* Work instructions *
Go through the data below and copy each line where the word "crate" occurs.

Collected data
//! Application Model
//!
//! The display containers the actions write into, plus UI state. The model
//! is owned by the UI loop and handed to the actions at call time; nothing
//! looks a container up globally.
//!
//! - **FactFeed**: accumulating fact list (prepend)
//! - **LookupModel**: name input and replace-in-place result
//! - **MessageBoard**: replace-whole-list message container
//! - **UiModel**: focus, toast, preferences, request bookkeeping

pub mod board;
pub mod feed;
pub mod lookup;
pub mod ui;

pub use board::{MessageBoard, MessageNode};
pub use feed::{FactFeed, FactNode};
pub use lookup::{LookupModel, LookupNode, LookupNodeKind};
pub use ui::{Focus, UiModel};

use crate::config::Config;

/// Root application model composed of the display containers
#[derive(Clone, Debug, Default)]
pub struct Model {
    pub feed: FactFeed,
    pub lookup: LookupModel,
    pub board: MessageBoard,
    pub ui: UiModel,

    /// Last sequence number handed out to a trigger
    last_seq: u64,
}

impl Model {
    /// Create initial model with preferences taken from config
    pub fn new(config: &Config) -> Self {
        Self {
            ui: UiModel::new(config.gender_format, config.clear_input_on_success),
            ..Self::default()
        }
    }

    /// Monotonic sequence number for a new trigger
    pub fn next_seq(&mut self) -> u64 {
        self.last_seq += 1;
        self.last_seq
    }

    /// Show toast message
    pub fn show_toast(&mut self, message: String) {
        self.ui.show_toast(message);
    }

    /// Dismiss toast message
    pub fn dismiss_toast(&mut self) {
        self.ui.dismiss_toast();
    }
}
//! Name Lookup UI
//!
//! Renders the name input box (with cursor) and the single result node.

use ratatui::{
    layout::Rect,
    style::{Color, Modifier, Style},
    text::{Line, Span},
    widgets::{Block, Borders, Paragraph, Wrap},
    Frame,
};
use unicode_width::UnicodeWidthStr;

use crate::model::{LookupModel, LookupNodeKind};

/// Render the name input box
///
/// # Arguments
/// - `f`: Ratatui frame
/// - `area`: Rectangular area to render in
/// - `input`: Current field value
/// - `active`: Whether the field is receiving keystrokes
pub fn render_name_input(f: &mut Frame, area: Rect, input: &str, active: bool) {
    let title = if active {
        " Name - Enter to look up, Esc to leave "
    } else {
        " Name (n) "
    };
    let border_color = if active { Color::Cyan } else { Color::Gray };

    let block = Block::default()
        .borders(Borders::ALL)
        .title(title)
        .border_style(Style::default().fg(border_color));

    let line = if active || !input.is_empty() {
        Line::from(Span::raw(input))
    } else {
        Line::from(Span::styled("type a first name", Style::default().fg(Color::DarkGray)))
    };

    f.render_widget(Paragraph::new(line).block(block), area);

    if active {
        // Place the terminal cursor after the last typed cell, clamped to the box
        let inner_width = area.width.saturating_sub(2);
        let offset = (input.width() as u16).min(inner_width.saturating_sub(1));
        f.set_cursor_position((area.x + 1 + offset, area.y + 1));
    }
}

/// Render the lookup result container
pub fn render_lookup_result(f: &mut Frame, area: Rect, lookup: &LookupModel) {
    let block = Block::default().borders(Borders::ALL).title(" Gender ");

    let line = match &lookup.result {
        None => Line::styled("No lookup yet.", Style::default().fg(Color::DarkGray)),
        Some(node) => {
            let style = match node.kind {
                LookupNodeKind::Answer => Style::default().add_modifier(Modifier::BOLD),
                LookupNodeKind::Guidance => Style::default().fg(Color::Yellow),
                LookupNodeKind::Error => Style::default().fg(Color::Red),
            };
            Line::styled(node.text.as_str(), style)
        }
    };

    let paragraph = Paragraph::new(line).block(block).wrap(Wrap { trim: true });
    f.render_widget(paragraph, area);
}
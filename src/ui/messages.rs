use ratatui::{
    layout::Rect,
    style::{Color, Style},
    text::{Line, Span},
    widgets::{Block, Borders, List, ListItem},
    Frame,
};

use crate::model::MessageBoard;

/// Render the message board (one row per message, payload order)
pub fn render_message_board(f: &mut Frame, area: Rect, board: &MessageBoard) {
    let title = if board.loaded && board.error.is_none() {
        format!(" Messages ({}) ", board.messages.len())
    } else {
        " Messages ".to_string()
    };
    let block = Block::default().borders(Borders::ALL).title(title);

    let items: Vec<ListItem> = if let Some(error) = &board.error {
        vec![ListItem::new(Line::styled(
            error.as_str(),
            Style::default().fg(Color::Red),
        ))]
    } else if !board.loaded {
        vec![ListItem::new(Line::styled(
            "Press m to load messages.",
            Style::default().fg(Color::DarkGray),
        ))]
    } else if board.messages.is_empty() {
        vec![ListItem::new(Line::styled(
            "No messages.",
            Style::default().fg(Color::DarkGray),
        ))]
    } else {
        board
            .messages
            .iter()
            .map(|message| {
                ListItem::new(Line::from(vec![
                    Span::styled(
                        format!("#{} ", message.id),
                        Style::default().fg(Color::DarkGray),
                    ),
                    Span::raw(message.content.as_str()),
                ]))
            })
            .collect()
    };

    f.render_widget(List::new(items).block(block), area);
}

* * *

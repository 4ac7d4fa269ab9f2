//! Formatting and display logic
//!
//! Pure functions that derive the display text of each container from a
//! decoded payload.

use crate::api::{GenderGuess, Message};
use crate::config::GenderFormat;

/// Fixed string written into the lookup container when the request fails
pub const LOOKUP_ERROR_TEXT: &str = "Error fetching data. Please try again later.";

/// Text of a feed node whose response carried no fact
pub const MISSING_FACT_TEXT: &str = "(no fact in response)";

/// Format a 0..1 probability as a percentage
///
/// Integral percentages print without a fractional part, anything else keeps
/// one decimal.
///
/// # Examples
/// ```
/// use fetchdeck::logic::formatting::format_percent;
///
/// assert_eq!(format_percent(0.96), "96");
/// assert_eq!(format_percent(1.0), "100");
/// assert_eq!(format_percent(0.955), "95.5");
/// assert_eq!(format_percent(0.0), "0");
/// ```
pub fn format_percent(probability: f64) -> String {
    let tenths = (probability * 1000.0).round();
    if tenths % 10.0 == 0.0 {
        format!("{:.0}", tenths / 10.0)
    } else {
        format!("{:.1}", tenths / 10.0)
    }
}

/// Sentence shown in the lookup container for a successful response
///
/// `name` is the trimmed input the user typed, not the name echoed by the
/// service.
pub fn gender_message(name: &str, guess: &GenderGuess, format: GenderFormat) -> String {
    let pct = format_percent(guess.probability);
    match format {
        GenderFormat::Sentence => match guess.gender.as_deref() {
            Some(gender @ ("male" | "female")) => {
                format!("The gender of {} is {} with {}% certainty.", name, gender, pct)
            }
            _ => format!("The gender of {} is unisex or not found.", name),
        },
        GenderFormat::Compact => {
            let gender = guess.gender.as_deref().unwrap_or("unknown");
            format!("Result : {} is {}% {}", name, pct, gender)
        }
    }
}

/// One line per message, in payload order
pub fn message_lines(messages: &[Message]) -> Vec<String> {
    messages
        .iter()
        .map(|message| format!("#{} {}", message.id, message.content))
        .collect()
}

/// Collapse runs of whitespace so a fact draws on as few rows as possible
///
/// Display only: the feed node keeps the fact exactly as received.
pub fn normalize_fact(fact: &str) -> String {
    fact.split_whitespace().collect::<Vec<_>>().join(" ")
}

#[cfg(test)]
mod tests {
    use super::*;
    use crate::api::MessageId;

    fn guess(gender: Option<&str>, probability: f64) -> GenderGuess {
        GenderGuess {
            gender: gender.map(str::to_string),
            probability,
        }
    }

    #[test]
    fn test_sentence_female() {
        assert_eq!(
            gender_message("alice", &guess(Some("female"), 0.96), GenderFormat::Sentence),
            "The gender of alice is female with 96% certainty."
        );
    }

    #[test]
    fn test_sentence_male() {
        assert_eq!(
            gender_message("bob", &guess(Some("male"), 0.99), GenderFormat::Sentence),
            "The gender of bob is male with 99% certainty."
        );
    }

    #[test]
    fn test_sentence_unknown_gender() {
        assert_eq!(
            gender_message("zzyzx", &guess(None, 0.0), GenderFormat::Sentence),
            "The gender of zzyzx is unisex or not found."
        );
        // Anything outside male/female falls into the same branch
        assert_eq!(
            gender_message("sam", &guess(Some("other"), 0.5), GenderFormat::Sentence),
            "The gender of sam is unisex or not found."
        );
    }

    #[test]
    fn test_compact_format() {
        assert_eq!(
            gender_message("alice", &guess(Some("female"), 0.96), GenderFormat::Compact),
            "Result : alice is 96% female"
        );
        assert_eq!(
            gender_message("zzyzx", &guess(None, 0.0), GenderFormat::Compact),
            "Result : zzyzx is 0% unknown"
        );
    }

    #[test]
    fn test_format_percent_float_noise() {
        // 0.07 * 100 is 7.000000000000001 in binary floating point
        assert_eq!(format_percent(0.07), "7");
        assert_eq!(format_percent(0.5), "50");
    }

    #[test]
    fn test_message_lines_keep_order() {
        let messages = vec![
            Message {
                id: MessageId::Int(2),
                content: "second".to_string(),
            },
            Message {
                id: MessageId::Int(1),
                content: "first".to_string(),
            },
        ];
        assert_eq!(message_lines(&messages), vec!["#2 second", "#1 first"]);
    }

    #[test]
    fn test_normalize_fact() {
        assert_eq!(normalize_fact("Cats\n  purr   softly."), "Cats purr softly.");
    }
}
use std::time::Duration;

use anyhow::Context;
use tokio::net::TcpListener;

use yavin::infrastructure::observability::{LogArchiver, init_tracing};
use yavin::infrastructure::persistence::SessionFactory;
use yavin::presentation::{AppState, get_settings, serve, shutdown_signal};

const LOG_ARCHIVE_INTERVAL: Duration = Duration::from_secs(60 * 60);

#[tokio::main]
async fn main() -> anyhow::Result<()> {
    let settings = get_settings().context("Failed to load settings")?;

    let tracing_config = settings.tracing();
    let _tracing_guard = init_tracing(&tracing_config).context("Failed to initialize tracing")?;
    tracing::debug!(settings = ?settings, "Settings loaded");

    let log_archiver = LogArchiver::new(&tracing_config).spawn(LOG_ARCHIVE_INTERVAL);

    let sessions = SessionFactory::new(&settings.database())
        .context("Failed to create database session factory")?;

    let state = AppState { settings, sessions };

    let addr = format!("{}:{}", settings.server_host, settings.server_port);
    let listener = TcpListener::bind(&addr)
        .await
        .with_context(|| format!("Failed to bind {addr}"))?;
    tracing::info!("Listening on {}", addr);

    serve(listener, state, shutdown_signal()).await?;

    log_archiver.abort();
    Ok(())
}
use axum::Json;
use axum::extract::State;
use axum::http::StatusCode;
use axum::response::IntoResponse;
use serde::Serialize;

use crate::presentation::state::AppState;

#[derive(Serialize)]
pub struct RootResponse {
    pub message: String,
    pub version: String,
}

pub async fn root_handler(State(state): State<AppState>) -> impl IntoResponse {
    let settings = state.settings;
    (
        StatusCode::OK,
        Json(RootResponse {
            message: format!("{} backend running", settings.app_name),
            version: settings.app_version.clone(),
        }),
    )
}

...

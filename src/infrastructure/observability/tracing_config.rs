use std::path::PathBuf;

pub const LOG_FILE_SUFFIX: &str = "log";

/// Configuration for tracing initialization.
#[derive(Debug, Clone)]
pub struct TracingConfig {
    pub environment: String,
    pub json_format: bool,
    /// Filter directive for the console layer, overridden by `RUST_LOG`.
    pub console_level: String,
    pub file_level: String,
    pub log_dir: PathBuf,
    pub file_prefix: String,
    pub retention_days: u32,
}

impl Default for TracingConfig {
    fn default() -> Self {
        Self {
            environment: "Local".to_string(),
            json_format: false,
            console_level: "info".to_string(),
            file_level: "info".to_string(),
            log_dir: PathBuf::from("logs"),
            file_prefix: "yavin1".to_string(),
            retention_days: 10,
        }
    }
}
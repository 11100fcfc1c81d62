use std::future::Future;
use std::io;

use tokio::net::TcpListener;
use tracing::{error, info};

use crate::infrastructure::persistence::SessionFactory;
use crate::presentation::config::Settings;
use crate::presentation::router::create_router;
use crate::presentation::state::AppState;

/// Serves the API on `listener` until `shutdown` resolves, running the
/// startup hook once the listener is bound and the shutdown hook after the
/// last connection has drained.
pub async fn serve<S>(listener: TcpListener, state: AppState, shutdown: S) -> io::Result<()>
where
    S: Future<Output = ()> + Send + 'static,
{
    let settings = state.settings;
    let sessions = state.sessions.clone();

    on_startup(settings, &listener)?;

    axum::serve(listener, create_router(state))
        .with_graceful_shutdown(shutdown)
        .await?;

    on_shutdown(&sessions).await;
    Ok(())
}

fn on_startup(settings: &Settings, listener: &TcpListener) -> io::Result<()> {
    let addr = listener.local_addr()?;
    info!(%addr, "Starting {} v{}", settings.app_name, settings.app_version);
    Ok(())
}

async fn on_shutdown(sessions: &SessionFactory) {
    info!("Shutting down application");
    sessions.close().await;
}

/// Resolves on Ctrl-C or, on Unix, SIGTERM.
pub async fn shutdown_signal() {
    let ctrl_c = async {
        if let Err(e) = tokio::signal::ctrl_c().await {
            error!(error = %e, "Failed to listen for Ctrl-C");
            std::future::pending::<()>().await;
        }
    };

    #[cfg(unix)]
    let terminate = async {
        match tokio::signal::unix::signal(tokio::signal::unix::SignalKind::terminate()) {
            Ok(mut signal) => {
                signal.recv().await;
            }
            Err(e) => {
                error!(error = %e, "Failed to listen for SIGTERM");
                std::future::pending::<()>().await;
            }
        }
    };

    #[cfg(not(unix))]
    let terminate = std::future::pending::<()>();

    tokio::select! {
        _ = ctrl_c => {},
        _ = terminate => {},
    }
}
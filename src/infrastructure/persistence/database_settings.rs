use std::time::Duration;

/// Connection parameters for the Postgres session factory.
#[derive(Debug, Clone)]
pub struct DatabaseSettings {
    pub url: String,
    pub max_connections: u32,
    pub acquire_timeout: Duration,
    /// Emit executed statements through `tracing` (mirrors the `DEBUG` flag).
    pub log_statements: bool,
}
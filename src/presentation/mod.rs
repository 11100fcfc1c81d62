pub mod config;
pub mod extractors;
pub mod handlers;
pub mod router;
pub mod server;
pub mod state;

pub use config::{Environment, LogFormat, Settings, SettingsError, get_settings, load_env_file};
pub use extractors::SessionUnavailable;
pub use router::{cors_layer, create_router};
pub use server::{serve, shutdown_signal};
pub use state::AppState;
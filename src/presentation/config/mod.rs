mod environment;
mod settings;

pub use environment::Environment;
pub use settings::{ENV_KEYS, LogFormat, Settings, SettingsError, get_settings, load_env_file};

* Written reply *
use crate::config::Config;
use crate::model::{LookupModel, LookupNodeKind};
use crate::model::MessageBoard;
use crate::api::{GenderGuess, Message};
use crate::config::GenderFormat;
    use crate::api::MessageId;
use crate::presentation::state::AppState;
use crate::infrastructure::persistence::SessionFactory;
use crate::presentation::config::Settings;
use crate::presentation::router::create_router;
use crate::presentation::state::AppState;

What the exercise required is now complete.